Oh AIG, What Is That Up Your Sleeve?

Posted by Karl Denninger

Heh, Bloomberg is blowing a whistle!

A potentially more important development slipped by with less notice, Bloomberg Markets reports in its April issue. Representative Darrell Issa, the ranking Republican on the House Committee on Oversight and Government Reform, placed into the hearing record a five-page document itemizing the mortgage securities on which banks such as Goldman Sachs Group Inc. and Societe Generale SA had bought $62.1 billion in credit-default swaps from AIG.

Yeah.  But that 62.1 billion is just part of the problem.  See, we seem to be into these clowns for $180 billion.  How come, if there was “just” $62 billion in bad paper out there?

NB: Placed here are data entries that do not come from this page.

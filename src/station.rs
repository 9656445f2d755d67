//! Station descriptors
//!
//! A `StationTarget` is the read-only view of a polled station the engine
//! works from: how to reach it, which script talks to it, and the line
//! settings for serial links.

use chrono::{DateTime, FixedOffset, Offset, Utc};
use serde::{Deserialize, Serialize};
use std::collections::HashMap;

/// How a station is reached
#[derive(Debug, Clone, Copy, PartialEq, Eq, Serialize, Deserialize, Default)]
#[serde(rename_all = "kebab-case")]
pub enum MediumType {
    /// Dial-up modem (medium id is the phone number)
    PolledModem,
    /// Direct TCP (medium id is `host[:port]`)
    #[default]
    PolledTcp,
    /// Station calls in (medium id is the identification token)
    Incoming,
}

/// Serial parity
#[derive(Debug, Clone, Copy, PartialEq, Eq, Serialize, Deserialize, Default)]
#[serde(rename_all = "lowercase")]
pub enum Parity {
    #[default]
    None,
    Odd,
    Even,
    Mark,
    Space,
}

impl Parity {
    pub fn as_str(&self) -> &'static str {
        match self {
            Parity::None => "none",
            Parity::Odd => "odd",
            Parity::Even => "even",
            Parity::Mark => "mark",
            Parity::Space => "space",
        }
    }
}

/// Station descriptor, immutable for the duration of a session
#[derive(Debug, Clone, Serialize, Deserialize)]
pub struct StationTarget {
    /// Platform / site name used in message headers
    pub name: String,
    #[serde(default)]
    pub medium_type: MediumType,
    pub medium_id: String,
    /// Selects the conversation script
    pub logger_type: String,
    #[serde(default)]
    pub baud: u32,
    #[serde(default)]
    pub parity: Parity,
    #[serde(default)]
    pub data_bits: u8,
    #[serde(default)]
    pub stop_bits: u8,
    #[serde(default)]
    pub username: Option<String>,
    #[serde(default)]
    pub password: Option<String>,
    /// `UTC`, `GMT`, `Z` or a fixed offset such as `-07:00`
    #[serde(default)]
    pub timezone: Option<String>,
    /// Site and platform properties available to scripts
    #[serde(default)]
    pub properties: HashMap<String, String>,
}

impl StationTarget {
    /// Station with default line settings and no credentials
    pub fn new(
        name: impl Into<String>,
        medium_type: MediumType,
        medium_id: impl Into<String>,
        logger_type: impl Into<String>,
    ) -> Self {
        Self {
            name: name.into(),
            medium_type,
            medium_id: medium_id.into(),
            logger_type: logger_type.into(),
            baud: 0,
            parity: Parity::None,
            data_bits: 0,
            stop_bits: 0,
            username: None,
            password: None,
            timezone: None,
            properties: HashMap::new(),
        }
    }

    /// Key used for the per-station status record
    pub fn status_key(&self) -> String {
        format!("{}:{}", self.name, self.medium_id)
    }

    /// Fixed offset of the station's configured time zone (UTC when unset or unknown)
    pub fn offset(&self) -> FixedOffset {
        self.timezone
            .as_deref()
            .and_then(parse_offset)
            .unwrap_or_else(utc_offset)
    }

    /// Convert a UTC time into the station's local offset
    pub fn local_time(&self, t: DateTime<Utc>) -> DateTime<FixedOffset> {
        t.with_timezone(&self.offset())
    }
}

fn utc_offset() -> FixedOffset {
    Utc.fix()
}

/// Parse `UTC`, `GMT`, `Z`, `UTC+5`, `+05:00`, `-0700` into a fixed offset
pub fn parse_offset(tz: &str) -> Option<FixedOffset> {
    let tz = tz.trim();
    let upper = tz.to_ascii_uppercase();
    let rest = upper
        .strip_prefix("UTC")
        .or_else(|| upper.strip_prefix("GMT"))
        .unwrap_or(&upper);
    if rest.is_empty() || rest == "Z" {
        return Some(utc_offset());
    }

    let (sign, digits) = match rest.as_bytes().first()? {
        b'+' => (1, &rest[1..]),
        b'-' => (-1, &rest[1..]),
        _ => return None,
    };
    let (hours, minutes) = match digits.split_once(':') {
        Some((h, m)) => (h.parse::<i32>().ok()?, m.parse::<i32>().ok()?),
        None if digits.len() == 4 => (digits[..2].parse().ok()?, digits[2..].parse().ok()?),
        None => (digits.parse().ok()?, 0),
    };
    if hours > 14 || minutes >= 60 {
        return None;
    }
    FixedOffset::east_opt(sign * (hours * 3600 + minutes * 60))
}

“It’s almost too uncanny,” Calacci says. “If these banks had insight into the underlying loans because they had relationships with banks, originators or servicers, that’s at the least unethical.”

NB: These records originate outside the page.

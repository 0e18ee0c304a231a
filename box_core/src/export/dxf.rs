//! DXF drawing export.
//!
//! Writes an ASCII DXF (AutoCAD R12, `AC1009`) document containing only the
//! 2D panel geometry:
//!
//! | Entity | Layer | Count |
//! |---|---|---|
//! | closed `POLYLINE` (4 vertices) | `0` | 1 |
//! | `LINE` | `MARKING` | one per post |
//! | `CIRCLE` | `MARKING` | one per drill hole |
//!
//! Only R12 header variables are written; drawing units are millimetres by
//! convention since R12 has no units variable.
//!
//! The layer table gives `MARKING` color 1 (red) so cutting software can
//! toggle or recolor structural marks apart from the outline.

use std::fmt::Write as _;

use crate::errors::{BoxError, BoxResult};
use crate::geometry::{Point2, PanelGeometry};

/// Default layer carrying the panel outline
pub const OUTLINE_LAYER: &str = "0";
/// Layer carrying post lines and drill holes
pub const MARKING_LAYER: &str = "MARKING";

const OUTLINE_COLOR: i32 = 7;
const MARKING_COLOR: i32 = 1;

/// Group-code/value writer.
struct DxfWriter {
    out: String,
}

impl DxfWriter {
    fn new() -> Self {
        DxfWriter { out: String::new() }
    }

    fn text(&mut self, code: i32, value: &str) -> std::fmt::Result {
        write!(self.out, "{:>3}\n{}\n", code, value)
    }

    fn int(&mut self, code: i32, value: i32) -> std::fmt::Result {
        write!(self.out, "{:>3}\n{:>6}\n", code, value)
    }

    fn real(&mut self, code: i32, value: f64) -> std::fmt::Result {
        // fixed precision keeps output byte-stable across runs
        write!(self.out, "{:>3}\n{:.6}\n", code, value)
    }

    fn point(&mut self, base: i32, p: Point2) -> std::fmt::Result {
        self.real(base, p.x)?;
        self.real(base + 10, p.y)?;
        self.real(base + 20, 0.0)
    }

    fn begin_section(&mut self, name: &str) -> std::fmt::Result {
        self.text(0, "SECTION")?;
        self.text(2, name)
    }

    fn end_section(&mut self) -> std::fmt::Result {
        self.text(0, "ENDSEC")
    }

    fn header(&mut self, extent: Point2) -> std::fmt::Result {
        self.begin_section("HEADER")?;
        self.text(9, "$ACADVER")?;
        self.text(1, "AC1009")?;
        self.text(9, "$EXTMIN")?;
        self.point(10, Point2::new(0.0, 0.0))?;
        self.text(9, "$EXTMAX")?;
        self.point(10, extent)?;
        self.end_section()
    }

    fn tables(&mut self) -> std::fmt::Result {
        self.begin_section("TABLES")?;

        self.text(0, "TABLE")?;
        self.text(2, "LTYPE")?;
        self.int(70, 1)?;
        self.text(0, "LTYPE")?;
        self.text(2, "CONTINUOUS")?;
        self.int(70, 0)?;
        self.text(3, "Solid line")?;
        self.int(72, 65)?;
        self.int(73, 0)?;
        self.real(40, 0.0)?;
        self.text(0, "ENDTAB")?;

        self.text(0, "TABLE")?;
        self.text(2, "LAYER")?;
        self.int(70, 2)?;
        for (name, color) in [(OUTLINE_LAYER, OUTLINE_COLOR), (MARKING_LAYER, MARKING_COLOR)] {
            self.text(0, "LAYER")?;
            self.text(2, name)?;
            self.int(70, 0)?;
            self.int(62, color)?;
            self.text(6, "CONTINUOUS")?;
        }
        self.text(0, "ENDTAB")?;

        self.end_section()
    }

    fn closed_polyline(&mut self, layer: &str, vertices: &[Point2]) -> std::fmt::Result {
        self.text(0, "POLYLINE")?;
        self.text(8, layer)?;
        self.int(66, 1)?;
        self.int(70, 1)?;
        self.point(10, Point2::new(0.0, 0.0))?;
        for v in vertices {
            self.text(0, "VERTEX")?;
            self.text(8, layer)?;
            self.point(10, *v)?;
        }
        self.text(0, "SEQEND")?;
        self.text(8, layer)
    }

    fn line(&mut self, layer: &str, start: Point2, end: Point2) -> std::fmt::Result {
        self.text(0, "LINE")?;
        self.text(8, layer)?;
        self.point(10, start)?;
        self.point(11, end)
    }

    fn circle(&mut self, layer: &str, center: Point2, radius: f64) -> std::fmt::Result {
        self.text(0, "CIRCLE")?;
        self.text(8, layer)?;
        self.point(10, center)?;
        self.real(40, radius)
    }

    fn finish(mut self) -> Result<String, std::fmt::Error> {
        self.text(0, "EOF")?;
        Ok(self.out)
    }
}

fn write_document(panel: &PanelGeometry) -> Result<String, std::fmt::Error> {
    let mut w = DxfWriter::new();
    w.header(panel.outline[2])?;
    w.tables()?;

    w.begin_section("ENTITIES")?;
    w.closed_polyline(OUTLINE_LAYER, &panel.outline)?;
    for post in &panel.post_lines {
        w.line(MARKING_LAYER, post.start, post.end)?;
    }
    for hole in &panel.drill_holes {
        w.circle(MARKING_LAYER, hole.center, hole.radius_mm)?;
    }
    w.end_section()?;

    w.finish()
}

/// Encode the panel geometry as a complete DXF document.
pub fn encode_panel_dxf(panel: &PanelGeometry) -> BoxResult<Vec<u8>> {
    write_document(panel)
        .map(String::into_bytes)
        .map_err(|e| BoxError::export_error("dxf", e.to_string()))
}

#[cfg(test)]
mod tests {
    use super::*;
    use crate::geometry::emit_panel;
    use crate::input::BoxSpec;
    use crate::settings::DrillPattern;
    use crate::solver::solve;

    /// Minimal reader: entity type plus its group pairs
    struct Entity {
        kind: String,
        pairs: Vec<(i32, String)>,
    }

    impl Entity {
        fn layer(&self) -> Option<&str> {
            self.pairs
                .iter()
                .find(|(c, _)| *c == 8)
                .map(|(_, v)| v.as_str())
        }

        fn value(&self, code: i32) -> Option<&str> {
            self.pairs
                .iter()
                .find(|(c, _)| *c == code)
                .map(|(_, v)| v.as_str())
        }
    }

    fn pairs(doc: &str) -> Vec<(i32, String)> {
        let lines: Vec<&str> = doc.lines().collect();
        assert_eq!(lines.len() % 2, 0, "group codes and values must pair up");
        lines
            .chunks(2)
            .map(|c| (c[0].trim().parse().unwrap(), c[1].trim().to_string()))
            .collect()
    }

    fn entities(doc: &str) -> Vec<Entity> {
        let all = pairs(doc);
        let start = all
            .windows(2)
            .position(|w| w[0] == (0, "SECTION".into()) && w[1] == (2, "ENTITIES".into()))
            .unwrap();
        let mut out: Vec<Entity> = Vec::new();
        for (code, value) in all.into_iter().skip(start + 2) {
            if code == 0 {
                if value == "ENDSEC" {
                    break;
                }
                out.push(Entity {
                    kind: value,
                    pairs: Vec::new(),
                });
            } else if let Some(last) = out.last_mut() {
                last.pairs.push((code, value));
            }
        }
        out
    }

    fn reference_doc() -> String {
        let spec = BoxSpec::new(4200, 2100, 2100, 600, 1200);
        let layout = solve(&spec).unwrap();
        let panel = emit_panel(&spec, &layout, &DrillPattern::default());
        String::from_utf8(encode_panel_dxf(&panel).unwrap()).unwrap()
    }

    #[test]
    fn test_document_is_complete() {
        let doc = reference_doc();
        let all = pairs(&doc);
        assert_eq!(all.first(), Some(&(0, "SECTION".to_string())));
        assert_eq!(all.last(), Some(&(0, "EOF".to_string())));
        let sections: Vec<&str> = all
            .windows(2)
            .filter(|w| w[0].0 == 0 && w[0].1 == "SECTION")
            .map(|w| w[1].1.as_str())
            .collect();
        assert_eq!(sections, ["HEADER", "TABLES", "ENTITIES"]);
    }

    #[test]
    fn test_header_holds_only_r12_variables() {
        let doc = reference_doc();
        let vars: Vec<String> = pairs(&doc)
            .into_iter()
            .filter(|(code, _)| *code == 9)
            .map(|(_, name)| name)
            .collect();
        assert_eq!(vars, ["$ACADVER", "$EXTMIN", "$EXTMAX"]);
        assert!(!doc.contains("$INSUNITS"));
    }

    #[test]
    fn test_layer_table_declares_marking_in_red() {
        let doc = reference_doc();
        let all = pairs(&doc);
        let marking = all
            .iter()
            .position(|p| *p == (2, MARKING_LAYER.to_string()))
            .unwrap();
        assert_eq!(all[marking + 2], (62, "1".to_string()));
    }

    #[test]
    fn test_outline_is_single_closed_polyline() {
        let ents = entities(&reference_doc());
        let polylines: Vec<&Entity> = ents.iter().filter(|e| e.kind == "POLYLINE").collect();
        assert_eq!(polylines.len(), 1);
        assert_eq!(polylines[0].layer(), Some(OUTLINE_LAYER));
        assert_eq!(polylines[0].value(70), Some("1"));

        let vertices: Vec<&Entity> = ents.iter().filter(|e| e.kind == "VERTEX").collect();
        assert_eq!(vertices.len(), 4);
        assert_eq!(vertices[2].value(10), Some("4200.000000"));
        assert_eq!(vertices[2].value(20), Some("2100.000000"));
    }

    #[test]
    fn test_one_marking_line_per_post() {
        let ents = entities(&reference_doc());
        let lines: Vec<&Entity> = ents.iter().filter(|e| e.kind == "LINE").collect();
        assert_eq!(lines.len(), 8);
        assert!(lines.iter().all(|e| e.layer() == Some(MARKING_LAYER)));
        assert_eq!(lines[7].value(10), Some("4200.000000"));
    }

    #[test]
    fn test_one_marking_circle_per_hole() {
        let ents = entities(&reference_doc());
        let circles: Vec<&Entity> = ents.iter().filter(|e| e.kind == "CIRCLE").collect();
        assert_eq!(circles.len(), 80);
        assert!(circles.iter().all(|e| e.layer() == Some(MARKING_LAYER)));
        assert!(circles.iter().all(|e| e.value(40) == Some("5.000000")));
        assert!(circles.iter().all(|e| e.value(20) != Some("2100.000000")));
    }

    #[test]
    fn test_output_is_deterministic() {
        assert_eq!(reference_doc(), reference_doc());
    }
}
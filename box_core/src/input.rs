//! # Box Dimensions
//!
//! [`BoxSpec`] is the only input to the pipeline. All values are whole
//! millimetres, matching what a shop floor measures and orders.
//!
//! ## JSON Example
//!
//! ```json
//! {
//!   "length_mm": 4200,
//!   "width_mm": 2100,
//!   "height_mm": 2100,
//!   "max_post_spacing_mm": 600,
//!   "skin_panel_width_mm": 1200
//! }
//! ```

use serde::{Deserialize, Serialize};

use crate::errors::{BoxError, BoxResult};
use crate::settings::{DesignLimits, DimensionRange};

/// Cargo-box dimensions plus the two layout constraints.
///
/// `max_post_spacing_mm` may exceed `length_mm`; the solver then produces a
/// single span with one post at each end.
#[derive(Debug, Clone, Copy, PartialEq, Eq, Hash, Serialize, Deserialize)]
pub struct BoxSpec {
    /// Box length along the side wall (mm)
    pub length_mm: u32,
    /// Box width, i.e. cross-beam length (mm)
    pub width_mm: u32,
    /// Side wall height (mm)
    pub height_mm: u32,
    /// Largest permitted distance between adjacent posts (mm)
    pub max_post_spacing_mm: u32,
    /// Standard skin sheet width (mm)
    pub skin_panel_width_mm: u32,
}

impl Default for BoxSpec {
    fn default() -> Self {
        BoxSpec {
            length_mm: 4200,
            width_mm: 2100,
            height_mm: 2100,
            max_post_spacing_mm: 600,
            skin_panel_width_mm: 1200,
        }
    }
}

impl BoxSpec {
    pub fn new(
        length_mm: u32,
        width_mm: u32,
        height_mm: u32,
        max_post_spacing_mm: u32,
        skin_panel_width_mm: u32,
    ) -> Self {
        BoxSpec {
            length_mm,
            width_mm,
            height_mm,
            max_post_spacing_mm,
            skin_panel_width_mm,
        }
    }

    /// Check every field against `limits`.
    ///
    /// Fields are checked in declaration order and the first violation is
    /// returned as [`BoxError::InvalidDimension`].
    ///
    /// ```rust
    /// use box_core::input::BoxSpec;
    /// use box_core::settings::DesignLimits;
    ///
    /// let mut spec = BoxSpec::default();
    /// spec.skin_panel_width_mm = 1100;
    /// let err = spec.validate(&DesignLimits::default()).unwrap_err();
    /// assert_eq!(err.field(), Some("skin_panel_width_mm"));
    /// ```
    pub fn validate(&self, limits: &DesignLimits) -> BoxResult<()> {
        check_range("length_mm", self.length_mm, &limits.length_mm)?;
        check_range("width_mm", self.width_mm, &limits.width_mm)?;
        check_range("height_mm", self.height_mm, &limits.height_mm)?;
        check_range(
            "max_post_spacing_mm",
            self.max_post_spacing_mm,
            &limits.max_post_spacing_mm,
        )?;

        if !limits.skin_panel_widths_mm.contains(&self.skin_panel_width_mm) {
            let allowed: Vec<String> = limits
                .skin_panel_widths_mm
                .iter()
                .map(|w| w.to_string())
                .collect();
            return Err(BoxError::invalid_dimension(
                "skin_panel_width_mm",
                self.skin_panel_width_mm.to_string(),
                format!("must be one of {{{}}}", allowed.join(", ")),
            ));
        }
        Ok(())
    }
}

fn check_range(field: &str, value_mm: u32, range: &DimensionRange) -> BoxResult<()> {
    if value_mm == 0 {
        return Err(BoxError::invalid_dimension(
            field,
            value_mm.to_string(),
            "must be positive",
        ));
    }
    if !range.contains(value_mm) {
        return Err(BoxError::invalid_dimension(
            field,
            value_mm.to_string(),
            format!("must be between {} and {} mm", range.min_mm, range.max_mm),
        ));
    }
    Ok(())
}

The identification of securities in the document, known as Schedule A, and data compiled by Bloomberg show that Goldman Sachs underwrote $17.2 billion of the $62.1 billion in CDOs that AIG insured — more than any other investment bank. Merrill Lynch & Co., now part of Bank of America Corp., created $13.2 billion of the CDOs, and Deutsche Bank AG underwrote $9.5 billion.

I don’t think there’s anything uncanny about it.  Look, this wasn’t so simple as “someone placed a bet.”  That goes on every day, and there’s nothing wrong with it.

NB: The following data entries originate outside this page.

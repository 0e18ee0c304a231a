//! # Design Settings
//!
//! Application-level configuration: allowed input ranges, the standard skin
//! widths on offer, the drilling pattern and the part catalog. Settings are
//! plain JSON so a shop can ship its own table next to the binary.
//!
//! ```rust
//! use box_core::settings::DesignSettings;
//!
//! let settings = DesignSettings::default();
//! assert_eq!(settings.limits.length_mm.min_mm, 2000);
//! assert_eq!(settings.drilling.interval_mm, 200.0);
//! settings.validate().unwrap();
//! ```

use serde::{Deserialize, Serialize};

use crate::catalog::PartCatalog;
use crate::errors::{BoxError, BoxResult};

/// Inclusive millimetre range for one input dimension.
#[derive(Debug, Clone, Copy, PartialEq, Eq, Serialize, Deserialize)]
pub struct DimensionRange {
    pub min_mm: u32,
    pub max_mm: u32,
}

impl DimensionRange {
    pub const fn new(min_mm: u32, max_mm: u32) -> Self {
        DimensionRange { min_mm, max_mm }
    }

    /// Whether `value_mm` lies inside the range (bounds included)
    pub fn contains(&self, value_mm: u32) -> bool {
        (self.min_mm..=self.max_mm).contains(&value_mm)
    }

    fn validate(&self, field: &str) -> BoxResult<()> {
        if self.min_mm == 0 {
            return Err(BoxError::invalid_settings(
                format!("limits.{}.min_mm", field),
                "lower bound must be positive",
            ));
        }
        if self.min_mm > self.max_mm {
            return Err(BoxError::invalid_settings(
                format!("limits.{}", field),
                format!("min {} exceeds max {}", self.min_mm, self.max_mm),
            ));
        }
        Ok(())
    }
}

/// Allowed input ranges for a [`BoxSpec`](crate::input::BoxSpec).
#[derive(Debug, Clone, PartialEq, Eq, Serialize, Deserialize)]
#[serde(default)]
pub struct DesignLimits {
    pub length_mm: DimensionRange,
    pub width_mm: DimensionRange,
    pub height_mm: DimensionRange,
    pub max_post_spacing_mm: DimensionRange,
    /// Standard skin sheet widths stocked by the shop
    pub skin_panel_widths_mm: Vec<u32>,
}

impl Default for DesignLimits {
    fn default() -> Self {
        DesignLimits {
            length_mm: DimensionRange::new(2000, 9600),
            width_mm: DimensionRange::new(1800, 2600),
            height_mm: DimensionRange::new(1500, 3000),
            max_post_spacing_mm: DimensionRange::new(400, 800),
            skin_panel_widths_mm: vec![1000, 1200, 1500],
        }
    }
}

impl DesignLimits {
    pub fn validate(&self) -> BoxResult<()> {
        self.length_mm.validate("length_mm")?;
        self.width_mm.validate("width_mm")?;
        self.height_mm.validate("height_mm")?;
        self.max_post_spacing_mm.validate("max_post_spacing_mm")?;

        if self.skin_panel_widths_mm.is_empty() {
            return Err(BoxError::invalid_settings(
                "limits.skin_panel_widths_mm",
                "at least one standard width is required",
            ));
        }
        if self.skin_panel_widths_mm.contains(&0) {
            return Err(BoxError::invalid_settings(
                "limits.skin_panel_widths_mm",
                "widths must be positive",
            ));
        }
        Ok(())
    }
}

/// Drill-hole marking pattern along each post line.
#[derive(Debug, Clone, Copy, PartialEq, Serialize, Deserialize)]
#[serde(default)]
pub struct DrillPattern {
    /// Vertical pitch between holes; the first hole sits one pitch above the floor
    pub interval_mm: f64,
    /// Marker circle radius, independent of box size
    pub radius_mm: f64,
}

impl Default for DrillPattern {
    fn default() -> Self {
        DrillPattern {
            interval_mm: 200.0,
            radius_mm: 5.0,
        }
    }
}

impl DrillPattern {
    pub fn validate(&self) -> BoxResult<()> {
        if !(self.interval_mm.is_finite() && self.interval_mm > 0.0) {
            return Err(BoxError::invalid_settings(
                "drilling.interval_mm",
                "interval must be a positive number",
            ));
        }
        if !(self.radius_mm.is_finite() && self.radius_mm > 0.0) {
            return Err(BoxError::invalid_settings(
                "drilling.radius_mm",
                "radius must be a positive number",
            ));
        }
        Ok(())
    }
}

/// Everything the pipeline needs besides the box dimensions.
#[derive(Debug, Clone, PartialEq, Default, Serialize, Deserialize)]
#[serde(default)]
pub struct DesignSettings {
    pub limits: DesignLimits,
    pub catalog: PartCatalog,
    pub drilling: DrillPattern,
}

impl DesignSettings {
    /// Check every table. Called when settings are loaded from disk.
    pub fn validate(&self) -> BoxResult<()> {
        self.limits.validate()?;
        self.catalog.validate()?;
        self.drilling.validate()
    }
}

No, this has more nefarious overtones.

They met with bankers at Bear Stearns, Deutsche Bank, Goldman Sachs, and other firms to ask if they would create securities—packages of mortgages called collateralized debt obligations, or CDOs—that Paulson & Co. could wager against.

The investment banks would sell the CDOs to clients who believed the value of the mortgages would hold up. Mr. Paulson would buy CDS insurance on the CDO mortgage investments—a bet that they would fall in value. This way, Mr. Paulson could wager against $1 billion or so of mortgage debt in one fell swoop.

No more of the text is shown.